Kupang (AntaraNews NTT) - Kasus penangkapan Bupati Ngada Marianus Sae (56) dalam sebuah operasi tangkap tangan (OTT) oleh Komisi Pemberantasan Korupsi (KPK) pada Minggu (11/2) di Surabaya, Jawa Timur, langsung merebak luas ke seluruh penjuru Nusa Tenggara Timur.
Pria kelahiran Bosiko pada 8 Mei 1962 yang sedang menjalani masa pemerintahannya periode kedua (2016-2021) sebagai Bupati Ngada di Pulau Flores itu, adalah Bakal Calon Gubernur NTT periode 2018-2023 yang diusung PDIP dan PKB untuk bertarung dalam ajang Pemilu Gubernur NTT pada Juni 2018.
Sehari menjelang penetapan Calon Gubernur-Wakil Gubernur NTT oleh KPU setempat pada Senin (12/2), mantan Ketua DPD Partai Amanat Nasional (PAN) Kabupaten Ngada itu harus berdiri berdampingan dengan wakilnya Emilia Nomleni bersama tiga pasangan calon lainnya untuk menerima SK penetapan dari institusi penyelenggaran pilkada itu.

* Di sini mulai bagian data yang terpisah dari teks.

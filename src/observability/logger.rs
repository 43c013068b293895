//! Structured JSON logger
//!
//! - One log line = one event, written synchronously
//! - `event` first, then `severity`, then fields sorted by key
//! - Everything goes to stderr; stdout belongs to command output
//! - A process-wide minimum severity filters what is written

use std::fmt;
use std::io::{self, Write};
use std::str::FromStr;
use std::sync::atomic::{AtomicU8, Ordering};

/// Log severity levels
#[derive(Debug, Clone, Copy, PartialEq, Eq, PartialOrd, Ord)]
pub enum Severity {
    /// Function-level detail
    Trace = 0,
    /// Candidate lists, costs, per-phase timings
    Debug = 1,
    /// Normal operations
    Info = 2,
    /// Skipped constructs, recoverable issues
    Warn = 3,
    /// Query-level failures
    Error = 4,
}

impl Severity {
    pub fn as_str(&self) -> &'static str {
        match self {
            Severity::Trace => "TRACE",
            Severity::Debug => "DEBUG",
            Severity::Info => "INFO",
            Severity::Warn => "WARN",
            Severity::Error => "ERROR",
        }
    }

    fn from_u8(value: u8) -> Self {
        match value {
            0 => Severity::Trace,
            1 => Severity::Debug,
            2 => Severity::Info,
            3 => Severity::Warn,
            _ => Severity::Error,
        }
    }
}

impl fmt::Display for Severity {
    fn fmt(&self, f: &mut fmt::Formatter<'_>) -> fmt::Result {
        write!(f, "{}", self.as_str())
    }
}

impl FromStr for Severity {
    type Err = String;

    fn from_str(s: &str) -> Result<Self, Self::Err> {
        match s.to_ascii_lowercase().as_str() {
            "trace" => Ok(Severity::Trace),
            "debug" => Ok(Severity::Debug),
            "info" => Ok(Severity::Info),
            "warn" | "warning" => Ok(Severity::Warn),
            "error" => Ok(Severity::Error),
            other => Err(format!("unknown log level '{}'", other)),
        }
    }
}

static MIN_SEVERITY: AtomicU8 = AtomicU8::new(Severity::Info as u8);

/// Structured logger writing JSON lines to stderr
pub struct Logger;

impl Logger {
    /// Sets the minimum severity that will be written
    pub fn set_min_severity(severity: Severity) {
        MIN_SEVERITY.store(severity as u8, Ordering::Relaxed);
    }

    /// Current minimum severity
    pub fn min_severity() -> Severity {
        Severity::from_u8(MIN_SEVERITY.load(Ordering::Relaxed))
    }

    /// True if a record at `severity` would be written. Callers use this to
    /// skip building expensive fields.
    pub fn enabled(severity: Severity) -> bool {
        severity >= Self::min_severity()
    }

    /// Logs an event with the given severity and fields
    pub fn log(severity: Severity, event: &str, fields: &[(&str, &str)]) {
        if !Self::enabled(severity) {
            return;
        }
        let line = Self::format_line(severity, event, fields);
        let mut stderr = io::stderr().lock();
        let _ = stderr.write_all(line.as_bytes());
        let _ = stderr.flush();
    }

    /// Renders one JSON log line, newline included
    pub(crate) fn format_line(severity: Severity, event: &str, fields: &[(&str, &str)]) -> String {
        let mut line = String::with_capacity(128);
        line.push_str("{\"event\":");
        push_json_string(&mut line, event);
        line.push_str(",\"severity\":\"");
        line.push_str(severity.as_str());
        line.push('"');

        let mut sorted: Vec<&(&str, &str)> = fields.iter().collect();
        sorted.sort_by_key(|(k, _)| *k);
        for (key, value) in sorted {
            line.push(',');
            push_json_string(&mut line, key);
            line.push(':');
            push_json_string(&mut line, value);
        }

        line.push_str("}\n");
        line
    }

    pub fn trace(event: &str, fields: &[(&str, &str)]) {
        Self::log(Severity::Trace, event, fields);
    }

    pub fn debug(event: &str, fields: &[(&str, &str)]) {
        Self::log(Severity::Debug, event, fields);
    }

    pub fn info(event: &str, fields: &[(&str, &str)]) {
        Self::log(Severity::Info, event, fields);
    }

    pub fn warn(event: &str, fields: &[(&str, &str)]) {
        Self::log(Severity::Warn, event, fields);
    }

    pub fn error(event: &str, fields: &[(&str, &str)]) {
        Self::log(Severity::Error, event, fields);
    }
}

fn push_json_string(out: &mut String, s: &str) {
    // Serializing a &str cannot fail
    match serde_json::to_string(s) {
        Ok(quoted) => out.push_str(&quoted),
        Err(_) => out.push_str("\"\""),
    }
}

#[cfg(test)]
mod tests {
    use super::*;

    #[test]
    fn test_severity_ordering() {
        assert!(Severity::Trace < Severity::Debug);
        assert!(Severity::Debug < Severity::Info);
        assert!(Severity::Info < Severity::Warn);
        assert!(Severity::Warn < Severity::Error);
    }

    #[test]
    fn test_severity_from_str() {
        assert_eq!("debug".parse::<Severity>().unwrap(), Severity::Debug);
        assert_eq!("WARNING".parse::<Severity>().unwrap(), Severity::Warn);
        assert!("loud".parse::<Severity>().is_err());
    }

    #[test]
    fn test_line_is_valid_json() {
        let line = Logger::format_line(Severity::Info, "SCAN_COMPLETE", &[("candidates", "4")]);
        let parsed: serde_json::Value = serde_json::from_str(&line).unwrap();
        assert_eq!(parsed["event"], "SCAN_COMPLETE");
        assert_eq!(parsed["severity"], "INFO");
        assert_eq!(parsed["candidates"], "4");
    }

    #[test]
    fn test_fields_sorted() {
        let a = Logger::format_line(Severity::Debug, "E", &[("zeta", "1"), ("alpha", "2")]);
        let b = Logger::format_line(Severity::Debug, "E", &[("alpha", "2"), ("zeta", "1")]);
        assert_eq!(a, b);
        assert!(a.find("alpha").unwrap() < a.find("zeta").unwrap());
    }

    #[test]
    fn test_escapes_special_chars() {
        let line = Logger::format_line(Severity::Warn, "E", &[("query", "a \"b\"\nc")]);
        let parsed: serde_json::Value = serde_json::from_str(&line).unwrap();
        assert_eq!(parsed["query"], "a \"b\"\nc");
        assert_eq!(line.matches('\n').count(), 1);
    }
}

Marianus Sae ibarat sedang menerima sebuah kado pahit dari KPK saat terjaring dalam OTT ketika dirinya sedang berada di sebuah ujung pengharapan untuk menjadi orang nomor satu di wilayah provinsi berbasis kepulauan itu.
Penangkapan Marianus Sae oleh KPK dalam OTT tersebut bukan lahir dari sebuah konspirasi politik tingkat tinggi dalam menghadapi Pemilu Gubernur NTT tahun ini, namun tampaknya KPK sudah lama menjadikannya sebagai target operasi dalam dugaan korupsi di lingkungan pemerintahan yang dipimpinnya.
Marianus tampaknya tidak sendirian menelan pil pahit lewat OTT yang dilakukan oleh KPK tersebut. Ada sekitar lima orang diduga kuat terlibat dalam kasus suap proyek pengadaan barang dan jasa di lingkungan Pemerintah Kabupaten Ngada.
"Selain Marianus, KPK juga telah menetapkan Direktur PT Sinar 99 Permai (S99P) Wilhelmus Iwan Ulumbu sebagai tersangka yang diduga kuat sebagai pemberi suap," kata Wakil Ketua KPK Basaria Panjaitan kepada wartawan di Gedung KPK Jakarta, Senin (12/2).
Dalam proses penangkapan tersebut KPK mengamankan lima orang terdiri atas dua orang yang diamankan di Surabaya, satu orang di Kupang, dan dua orang lainnya di Bajawa, Ibu Kota Kabupaten Ngada.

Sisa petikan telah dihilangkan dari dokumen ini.